その後輸送船確保の見通しもなく、また敵の制空権下における兵員、物資のダンピール海峡の輸送はまず夜間に駆逐艦による兵員等の輸送を試みた。同時に潜水艦によるドラム缶に詰めた米など食料品の輸送が密かに続けられた。

しかし敵機、敵高速魚雷艇等の跳梁激しくその被害多く,最後にはやむなく100kmを超えるダンピール海峡を,夜間に船舶工兵隊の大発動舟艇でニューブリテン島の基地から兵員、弾薬、食糧の前送をし、ニューギニア島から傷病患者の後送を命がけで行うなどと苦心惨憺たる輸送が行われた。
が、終に昭和18年の後半に入り拠点ラエ、フィンシハーヘンと次々と敵の手に落ち、事後フィリッピン島に向かい連合軍の北上が急速に進んで行ったのである。

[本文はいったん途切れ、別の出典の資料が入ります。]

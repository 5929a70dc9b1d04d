pub mod bus;
pub mod port;

pub use bus::FrameBus;
pub use port::{BusPort, FramePort};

ついでフィリッピン、沖縄と激戦の末,日本軍の撤退が続き,最後には日本の主要都市が猛爆で逐次壊滅し,更に広島、長崎の原子爆弾を機に終戦となったのである。一口に言ってこのダンピール海峡の戦闘の敗北はその後の日本の敗戦につながる転機となったといっても過言ではないという戦闘だったといえる。

次にこの東部の悲惨な戦闘が起きていた同時期に、西部ニューギニア地区ではシンガポール進攻作戦で中心的役割を果たした第5師団が、先ずこの島の西部要衝の地バボで飛行場建設に取りかかり(隔日の猛爆撃で未完成に終わる)、次に島の南部カイマナに師団司令部を移し、各部隊は豪州方面のカイ、アル諸島とタンニバル島及びセラム島に分散して駐屯し、この地区の防衛にあたっていた。

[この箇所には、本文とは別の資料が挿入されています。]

//! Form field codec: page fields ⇄ `SectionRecord`.

use dossier_types::record::{FieldRecord, FieldValue, SectionRecord};

use crate::document::name::MULTI_MARKER;
use crate::document::{Document, FieldName, FieldState, IndexPart, InputKind, NodeId};

/// Where a field's value lives in a record.
#[derive(Debug, Clone, PartialEq, Eq)]
enum Slot<'a> {
    Top {
        name: &'a str,
        multi: bool,
    },
    Item {
        group: &'a str,
        /// 0-based.
        index: usize,
        field: &'a str,
        multi: bool,
    },
}

fn slot(raw: &str) -> Option<Slot<'_>> {
    match FieldName::parse(raw) {
        Some(FieldName::Plain { name, multi }) => Some(Slot::Top { name, multi }),
        Some(FieldName::Indexed {
            group,
            index: IndexPart::Position(position),
            field,
            multi,
        }) => Some(Slot::Item {
            group,
            index: position - 1,
            field,
            multi,
        }),
        // Unassigned template copies carry no data.
        Some(FieldName::Indexed {
            index: IndexPart::Placeholder,
            ..
        }) => None,
        None => {
            let (name, multi) = match raw.strip_suffix(MULTI_MARKER) {
                Some(base) => (base, true),
                None => (raw, false),
            };
            Some(Slot::Top { name, multi })
        }
    }
}

/// Checkbox without a meaningful value of its own: collects to a boolean.
fn is_flag_checkbox(field: &FieldState) -> bool {
    field.value.is_empty() || field.value.eq_ignore_ascii_case("on")
}

enum Collected {
    Set(FieldValue),
    /// Checkbox contributing to an ordered list of checked values.
    ListMember(Option<String>),
    Skip,
}

fn collected(field: &FieldState, multi: bool) -> Collected {
    match field.kind {
        InputKind::Checkbox if multi || !is_flag_checkbox(field) => {
            Collected::ListMember(field.checked.then(|| field.value.clone()))
        }
        InputKind::Checkbox => Collected::Set(FieldValue::Flag(field.checked)),
        InputKind::Radio if field.checked => Collected::Set(FieldValue::text(&field.value)),
        InputKind::Radio | InputKind::Button => Collected::Skip,
        _ => Collected::Set(FieldValue::text(&field.value)),
    }
}

fn store(target: &mut FieldRecord, name: &str, value: Collected) {
    match value {
        Collected::Set(value) => {
            target.insert(name.to_string(), value);
        }
        Collected::ListMember(member) => {
            let entry = target
                .entry(name.to_string())
                .or_insert_with(|| FieldValue::List(Vec::new()));
            if !matches!(entry, FieldValue::List(_)) {
                *entry = FieldValue::List(Vec::new());
            }
            if let (FieldValue::List(items), Some(member)) = (entry, member) {
                items.push(member);
            }
        }
        Collected::Skip => {}
    }
}

/// Collect every visible, named field within `scope` into a record.
///
/// Group items are placed by the index in their field names; gaps are
/// padded with empty items.
pub fn collect(doc: &Document, scope: NodeId) -> SectionRecord {
    let mut top = FieldRecord::new();
    let mut record = SectionRecord::new();

    for id in doc.fields(scope) {
        if doc.is_hidden(id) {
            continue;
        }
        let Some(field) = doc.field(id) else { continue };
        let Some(slot) = slot(&field.name) else { continue };

        match slot {
            Slot::Top { name, multi } => store(&mut top, name, collected(field, multi)),
            Slot::Item {
                group,
                index,
                field: item_field,
                multi,
            } => {
                let items = record.group_mut(group);
                if items.len() <= index {
                    items.resize_with(index + 1, FieldRecord::new);
                }
                store(&mut items[index], item_field, collected(field, multi));
            }
        }
    }

    for (name, value) in top {
        if record.group(&name).is_none() {
            record.set_field(name, value);
        }
    }
    record
}

/// Assign record values to the fields within `scope`.
///
/// Returns the fields that received a value, in document order, so the
/// caller can notify listeners once every assignment is done. Radios with
/// no saved value are unchecked; other fields without a value keep theirs.
pub fn assign(doc: &mut Document, scope: NodeId, record: &SectionRecord) -> Vec<NodeId> {
    let mut assigned = Vec::new();

    for id in doc.fields(scope) {
        let Some(field) = doc.field_mut(id) else { continue };
        let value = match slot(&field.name) {
            Some(Slot::Top { name, .. }) => record.field(name).cloned(),
            Some(Slot::Item {
                group,
                index,
                field: item_field,
                ..
            }) => record
                .group(group)
                .and_then(|items| items.get(index))
                .and_then(|item| item.get(item_field))
                .cloned(),
            None => None,
        };

        let Some(value) = value else {
            if field.kind == InputKind::Radio {
                field.checked = false;
            }
            continue;
        };

        match field.kind {
            InputKind::Checkbox => {
                field.checked = match &value {
                    FieldValue::List(items) => items.contains(&field.value),
                    other => other.as_flag(),
                };
            }
            InputKind::Radio => field.checked = field.value == value.as_text(),
            InputKind::Button => continue,
            _ => field.value = value.as_text(),
        }
        assigned.push(id);
    }
    assigned
}

/// Item counts a record needs, per repeatable group.
pub fn group_counts(record: &SectionRecord) -> Vec<(&str, usize)> {
    record
        .groups()
        .filter(|(_, items)| !items.is_empty())
        .map(|(name, items)| (name, items.len()))
        .collect()
}

/// Force `required` off for every hidden field within `scope`.
pub fn sync_required(doc: &mut Document, scope: NodeId) {
    for id in doc.fields(scope) {
        let hidden = doc.is_hidden(id);
        if let Some(field) = doc.field_mut(id) {
            field.required = field.required_when_visible && !hidden;
        }
    }
}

後方からの補給困難な折から食糧の自給自足をしながら最前線の防衛に当たっていた。そしてその食糧の自給自足の手段として師団野戦倉庫隊に「特設水上隊」という物資収拾とその輸送を行う特殊部隊が創設された。

この部隊は現地で雇用した7tから15t程度のプラオ(帆船)31隻とこれを操作する現地人船員110数人を雇傭して、セラム、アラフラ、パンダ海の荒波をついて食糧等の収集と輸送に励んだ。そしてこの隊の隊員34名のうち、本部要員4人を除いた30人は各プラオ1隻に1人づつ乗船し、現地船員とともに個別にその責務を果たすため,前記海域の荒波をものともせず食糧等の輸送に努めた。

この隊の行動は敵機の攻撃に加えて,荒海での難破もともなう頗る危険な任務であったが、全く知られていない特別の作戦だったので,敢えて記録に残す事とした。

よく考えてみると一つのニューギニア島で、東は表の顔の激闘に明け暮れた吉田中尉以下舟艇隊員の決死の行動と、西では敵機の攻撃と荒い波風とで緊張の連続の激務だったが,敵機等の襲撃は受けずまた難波することもなく、通常に日々は戦争の裏の顔として至極地味な働きをしていた特設水上隊員と、同時期に全く不可思議な戦争の二つの顔を対照的に書き残してみたらと思って筆を執った次第である。
只今88歳と米寿を超した老人の綴る記録であるので、どんなものになるか分からないが,読んでみる事を御願い致します。
(つづく)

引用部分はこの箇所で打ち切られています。